REQUIRED ACTION - Output each line of the data word for word, from the first through the line that holds "impl<M: ConnectionManager> std::fmt::Debug", and leave off whatever follows.

SUPPLIED INFORMATION -
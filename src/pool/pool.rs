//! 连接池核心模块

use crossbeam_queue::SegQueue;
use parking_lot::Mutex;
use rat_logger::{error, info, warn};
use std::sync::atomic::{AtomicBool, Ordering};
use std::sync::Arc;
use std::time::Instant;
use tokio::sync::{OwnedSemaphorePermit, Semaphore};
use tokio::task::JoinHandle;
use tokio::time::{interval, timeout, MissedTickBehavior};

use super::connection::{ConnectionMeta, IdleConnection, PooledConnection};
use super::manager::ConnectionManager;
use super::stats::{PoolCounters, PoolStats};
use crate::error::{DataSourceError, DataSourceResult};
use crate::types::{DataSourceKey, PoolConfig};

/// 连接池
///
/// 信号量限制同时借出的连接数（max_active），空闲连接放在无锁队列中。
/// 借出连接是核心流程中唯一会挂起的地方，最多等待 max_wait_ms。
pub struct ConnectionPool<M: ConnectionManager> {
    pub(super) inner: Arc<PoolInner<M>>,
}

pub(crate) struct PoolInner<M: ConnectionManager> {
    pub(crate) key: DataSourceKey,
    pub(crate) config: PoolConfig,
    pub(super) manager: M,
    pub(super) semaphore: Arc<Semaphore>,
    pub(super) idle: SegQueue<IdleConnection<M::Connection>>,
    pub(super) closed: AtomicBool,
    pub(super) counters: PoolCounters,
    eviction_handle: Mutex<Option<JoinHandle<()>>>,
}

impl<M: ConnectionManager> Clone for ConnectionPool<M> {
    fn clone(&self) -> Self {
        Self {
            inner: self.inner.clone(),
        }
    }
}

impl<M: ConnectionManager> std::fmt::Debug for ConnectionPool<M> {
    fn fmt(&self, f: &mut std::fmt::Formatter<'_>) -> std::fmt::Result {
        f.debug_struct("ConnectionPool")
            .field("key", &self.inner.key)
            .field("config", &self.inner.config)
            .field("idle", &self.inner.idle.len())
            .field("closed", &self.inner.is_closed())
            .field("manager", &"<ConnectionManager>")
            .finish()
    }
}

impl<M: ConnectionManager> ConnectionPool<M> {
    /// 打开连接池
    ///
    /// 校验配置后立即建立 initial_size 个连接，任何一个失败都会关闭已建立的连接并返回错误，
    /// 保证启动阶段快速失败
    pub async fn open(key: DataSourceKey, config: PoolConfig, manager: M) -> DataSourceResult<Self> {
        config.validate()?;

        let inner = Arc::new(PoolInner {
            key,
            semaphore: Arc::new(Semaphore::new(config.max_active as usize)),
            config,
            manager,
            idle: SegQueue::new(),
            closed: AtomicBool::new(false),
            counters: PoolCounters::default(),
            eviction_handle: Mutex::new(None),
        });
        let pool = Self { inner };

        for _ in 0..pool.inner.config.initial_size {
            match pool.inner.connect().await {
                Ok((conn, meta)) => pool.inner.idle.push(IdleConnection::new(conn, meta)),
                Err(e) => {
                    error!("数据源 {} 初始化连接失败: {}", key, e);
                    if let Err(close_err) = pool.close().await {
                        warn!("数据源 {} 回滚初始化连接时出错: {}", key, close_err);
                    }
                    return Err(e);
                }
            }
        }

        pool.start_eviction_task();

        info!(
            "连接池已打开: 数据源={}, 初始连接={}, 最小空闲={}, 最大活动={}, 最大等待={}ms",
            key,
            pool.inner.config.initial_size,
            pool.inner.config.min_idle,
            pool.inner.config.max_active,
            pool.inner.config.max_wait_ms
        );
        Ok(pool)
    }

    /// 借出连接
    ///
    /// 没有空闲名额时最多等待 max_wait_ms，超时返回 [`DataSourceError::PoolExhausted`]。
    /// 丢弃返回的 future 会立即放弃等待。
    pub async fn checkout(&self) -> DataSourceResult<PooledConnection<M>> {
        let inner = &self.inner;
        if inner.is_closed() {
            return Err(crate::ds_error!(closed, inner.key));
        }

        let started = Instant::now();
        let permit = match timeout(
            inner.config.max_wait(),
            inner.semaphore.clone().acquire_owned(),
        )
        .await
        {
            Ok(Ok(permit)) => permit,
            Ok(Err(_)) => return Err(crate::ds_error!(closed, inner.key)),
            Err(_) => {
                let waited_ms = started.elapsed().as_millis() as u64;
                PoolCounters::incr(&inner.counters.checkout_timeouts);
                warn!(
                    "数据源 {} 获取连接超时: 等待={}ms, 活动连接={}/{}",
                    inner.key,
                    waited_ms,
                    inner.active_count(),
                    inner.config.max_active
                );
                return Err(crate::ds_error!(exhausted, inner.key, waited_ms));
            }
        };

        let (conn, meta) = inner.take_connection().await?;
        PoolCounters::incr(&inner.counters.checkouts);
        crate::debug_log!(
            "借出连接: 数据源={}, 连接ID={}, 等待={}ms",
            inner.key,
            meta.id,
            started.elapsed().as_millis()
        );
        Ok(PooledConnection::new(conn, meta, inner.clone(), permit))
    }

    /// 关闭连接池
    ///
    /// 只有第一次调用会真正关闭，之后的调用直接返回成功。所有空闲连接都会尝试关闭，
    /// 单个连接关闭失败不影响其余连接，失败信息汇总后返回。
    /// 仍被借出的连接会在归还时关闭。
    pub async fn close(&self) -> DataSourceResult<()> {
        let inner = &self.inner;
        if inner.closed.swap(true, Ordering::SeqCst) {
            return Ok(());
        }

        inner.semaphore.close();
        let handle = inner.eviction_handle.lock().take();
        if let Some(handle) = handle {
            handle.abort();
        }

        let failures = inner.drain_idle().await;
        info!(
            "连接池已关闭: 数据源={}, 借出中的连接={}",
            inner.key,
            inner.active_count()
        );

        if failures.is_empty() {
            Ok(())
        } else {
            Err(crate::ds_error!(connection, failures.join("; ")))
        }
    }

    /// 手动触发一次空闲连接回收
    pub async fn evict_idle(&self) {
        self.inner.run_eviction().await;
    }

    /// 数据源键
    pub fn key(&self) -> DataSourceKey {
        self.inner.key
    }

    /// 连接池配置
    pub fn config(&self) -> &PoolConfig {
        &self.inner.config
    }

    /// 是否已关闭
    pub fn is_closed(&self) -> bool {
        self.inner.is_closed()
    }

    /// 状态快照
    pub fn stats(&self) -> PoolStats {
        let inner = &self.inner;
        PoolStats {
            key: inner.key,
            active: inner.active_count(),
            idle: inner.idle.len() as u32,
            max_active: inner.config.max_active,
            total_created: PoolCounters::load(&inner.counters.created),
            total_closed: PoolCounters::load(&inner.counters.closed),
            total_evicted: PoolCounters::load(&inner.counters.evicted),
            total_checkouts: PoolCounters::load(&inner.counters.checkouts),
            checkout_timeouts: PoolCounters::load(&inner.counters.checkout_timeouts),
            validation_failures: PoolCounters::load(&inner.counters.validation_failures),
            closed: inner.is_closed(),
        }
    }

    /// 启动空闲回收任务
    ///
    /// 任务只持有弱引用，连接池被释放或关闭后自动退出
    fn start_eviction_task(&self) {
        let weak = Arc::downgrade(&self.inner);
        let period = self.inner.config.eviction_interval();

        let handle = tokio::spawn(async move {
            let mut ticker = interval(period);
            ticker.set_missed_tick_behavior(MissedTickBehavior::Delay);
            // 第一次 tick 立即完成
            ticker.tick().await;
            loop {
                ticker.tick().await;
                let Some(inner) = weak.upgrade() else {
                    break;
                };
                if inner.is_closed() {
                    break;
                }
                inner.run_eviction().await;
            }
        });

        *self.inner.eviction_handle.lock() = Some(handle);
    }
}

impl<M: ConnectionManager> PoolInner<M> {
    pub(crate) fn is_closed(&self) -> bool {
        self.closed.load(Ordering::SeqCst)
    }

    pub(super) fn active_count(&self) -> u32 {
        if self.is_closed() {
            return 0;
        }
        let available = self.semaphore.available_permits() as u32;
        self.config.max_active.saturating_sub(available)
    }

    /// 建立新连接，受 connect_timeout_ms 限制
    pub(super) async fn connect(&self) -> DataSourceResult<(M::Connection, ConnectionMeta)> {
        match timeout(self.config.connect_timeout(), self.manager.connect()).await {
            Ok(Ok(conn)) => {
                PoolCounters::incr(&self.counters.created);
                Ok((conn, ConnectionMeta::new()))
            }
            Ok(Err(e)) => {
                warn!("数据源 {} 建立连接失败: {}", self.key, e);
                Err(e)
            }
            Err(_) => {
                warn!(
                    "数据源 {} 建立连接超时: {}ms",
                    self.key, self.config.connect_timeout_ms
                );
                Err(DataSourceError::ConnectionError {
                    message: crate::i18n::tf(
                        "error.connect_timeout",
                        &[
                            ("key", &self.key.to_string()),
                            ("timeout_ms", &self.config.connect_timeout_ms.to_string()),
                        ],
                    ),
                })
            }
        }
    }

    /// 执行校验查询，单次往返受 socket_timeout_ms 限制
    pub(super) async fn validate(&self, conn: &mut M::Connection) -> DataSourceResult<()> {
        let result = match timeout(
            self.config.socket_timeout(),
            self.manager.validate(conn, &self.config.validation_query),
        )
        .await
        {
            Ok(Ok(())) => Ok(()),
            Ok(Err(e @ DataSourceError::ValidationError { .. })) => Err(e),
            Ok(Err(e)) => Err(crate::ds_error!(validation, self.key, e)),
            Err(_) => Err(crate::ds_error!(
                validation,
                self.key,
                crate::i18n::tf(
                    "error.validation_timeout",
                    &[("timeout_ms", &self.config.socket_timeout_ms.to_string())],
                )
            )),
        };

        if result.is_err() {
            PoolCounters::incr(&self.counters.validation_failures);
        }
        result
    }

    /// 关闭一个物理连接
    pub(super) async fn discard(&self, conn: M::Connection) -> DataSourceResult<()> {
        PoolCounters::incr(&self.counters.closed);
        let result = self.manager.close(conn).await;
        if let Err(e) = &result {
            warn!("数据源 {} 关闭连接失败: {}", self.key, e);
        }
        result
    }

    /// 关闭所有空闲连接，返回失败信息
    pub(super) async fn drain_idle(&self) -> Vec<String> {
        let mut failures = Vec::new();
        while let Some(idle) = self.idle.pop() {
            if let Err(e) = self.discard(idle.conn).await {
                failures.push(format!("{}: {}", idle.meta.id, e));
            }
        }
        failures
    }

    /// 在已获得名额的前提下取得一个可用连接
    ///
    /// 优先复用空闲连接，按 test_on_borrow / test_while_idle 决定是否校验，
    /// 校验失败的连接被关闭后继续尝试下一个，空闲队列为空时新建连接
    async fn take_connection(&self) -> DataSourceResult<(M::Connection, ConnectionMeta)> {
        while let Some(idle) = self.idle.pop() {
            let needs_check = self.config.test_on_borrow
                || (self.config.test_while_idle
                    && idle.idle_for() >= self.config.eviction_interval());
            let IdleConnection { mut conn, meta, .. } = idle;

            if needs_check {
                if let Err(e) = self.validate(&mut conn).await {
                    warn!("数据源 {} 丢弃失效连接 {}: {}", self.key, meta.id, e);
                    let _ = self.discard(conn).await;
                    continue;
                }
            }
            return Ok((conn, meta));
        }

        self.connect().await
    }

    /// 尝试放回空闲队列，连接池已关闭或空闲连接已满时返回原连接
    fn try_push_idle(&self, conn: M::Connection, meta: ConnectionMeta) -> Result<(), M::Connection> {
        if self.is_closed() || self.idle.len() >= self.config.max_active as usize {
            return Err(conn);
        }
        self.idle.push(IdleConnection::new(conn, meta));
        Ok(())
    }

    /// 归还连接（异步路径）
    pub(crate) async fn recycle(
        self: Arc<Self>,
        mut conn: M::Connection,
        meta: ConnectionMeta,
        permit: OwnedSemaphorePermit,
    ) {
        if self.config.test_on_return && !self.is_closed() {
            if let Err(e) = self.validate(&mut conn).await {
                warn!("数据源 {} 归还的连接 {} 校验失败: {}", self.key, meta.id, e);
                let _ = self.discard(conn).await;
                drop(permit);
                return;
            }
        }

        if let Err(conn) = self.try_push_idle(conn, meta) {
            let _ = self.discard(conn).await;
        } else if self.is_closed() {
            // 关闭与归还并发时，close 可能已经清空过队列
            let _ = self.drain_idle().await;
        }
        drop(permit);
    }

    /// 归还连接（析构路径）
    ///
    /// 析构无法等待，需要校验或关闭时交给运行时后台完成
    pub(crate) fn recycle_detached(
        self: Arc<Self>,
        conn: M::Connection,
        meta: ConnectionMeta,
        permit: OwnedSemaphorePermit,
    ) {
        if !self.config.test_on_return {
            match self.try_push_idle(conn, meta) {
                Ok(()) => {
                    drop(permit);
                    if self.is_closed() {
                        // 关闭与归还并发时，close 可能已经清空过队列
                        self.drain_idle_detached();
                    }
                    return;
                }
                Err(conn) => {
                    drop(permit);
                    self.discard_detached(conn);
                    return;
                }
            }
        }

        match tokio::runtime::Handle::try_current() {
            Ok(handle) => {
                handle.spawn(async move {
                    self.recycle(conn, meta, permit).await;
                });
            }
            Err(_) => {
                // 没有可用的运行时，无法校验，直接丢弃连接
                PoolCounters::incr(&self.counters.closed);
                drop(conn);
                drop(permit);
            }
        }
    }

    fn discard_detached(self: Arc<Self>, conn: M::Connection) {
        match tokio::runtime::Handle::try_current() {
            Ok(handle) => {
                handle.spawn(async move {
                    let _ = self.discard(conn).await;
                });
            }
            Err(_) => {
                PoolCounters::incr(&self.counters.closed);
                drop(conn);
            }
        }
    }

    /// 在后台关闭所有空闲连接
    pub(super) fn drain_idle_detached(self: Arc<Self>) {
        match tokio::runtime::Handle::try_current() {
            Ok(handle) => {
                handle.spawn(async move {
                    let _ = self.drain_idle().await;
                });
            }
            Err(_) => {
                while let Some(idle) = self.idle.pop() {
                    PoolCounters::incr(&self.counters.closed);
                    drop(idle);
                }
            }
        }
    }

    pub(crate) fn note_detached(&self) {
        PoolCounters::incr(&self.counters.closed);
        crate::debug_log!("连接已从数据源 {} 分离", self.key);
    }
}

SOLUTION -
filename src/pool/pool.rs
//! 连接池核心模块

use crossbeam_queue::SegQueue;
use parking_lot::Mutex;
use rat_logger::{error, info, warn};
use std::sync::atomic::{AtomicBool, Ordering};
use std::sync::Arc;
use std::time::Instant;
use tokio::sync::{OwnedSemaphorePermit, Semaphore};
use tokio::task::JoinHandle;
use tokio::time::{interval, timeout, MissedTickBehavior};

use super::connection::{ConnectionMeta, IdleConnection, PooledConnection};
use super::manager::ConnectionManager;
use super::stats::{PoolCounters, PoolStats};
use crate::error::{DataSourceError, DataSourceResult};
use crate::types::{DataSourceKey, PoolConfig};

/// 连接池
///
/// 信号量限制同时借出的连接数（max_active），空闲连接放在无锁队列中。
/// 借出连接是核心流程中唯一会挂起的地方，最多等待 max_wait_ms。
pub struct ConnectionPool<M: ConnectionManager> {
    pub(super) inner: Arc<PoolInner<M>>,
}

pub(crate) struct PoolInner<M: ConnectionManager> {
    pub(crate) key: DataSourceKey,
    pub(crate) config: PoolConfig,
    pub(super) manager: M,
    pub(super) semaphore: Arc<Semaphore>,
    pub(super) idle: SegQueue<IdleConnection<M::Connection>>,
    pub(super) closed: AtomicBool,
    pub(super) counters: PoolCounters,
    eviction_handle: Mutex<Option<JoinHandle<()>>>,
}

impl<M: ConnectionManager> Clone for ConnectionPool<M> {
    fn clone(&self) -> Self {
        Self {
            inner: self.inner.clone(),
        }
    }
}

impl<M: ConnectionManager> std::fmt::Debug for ConnectionPool<M> {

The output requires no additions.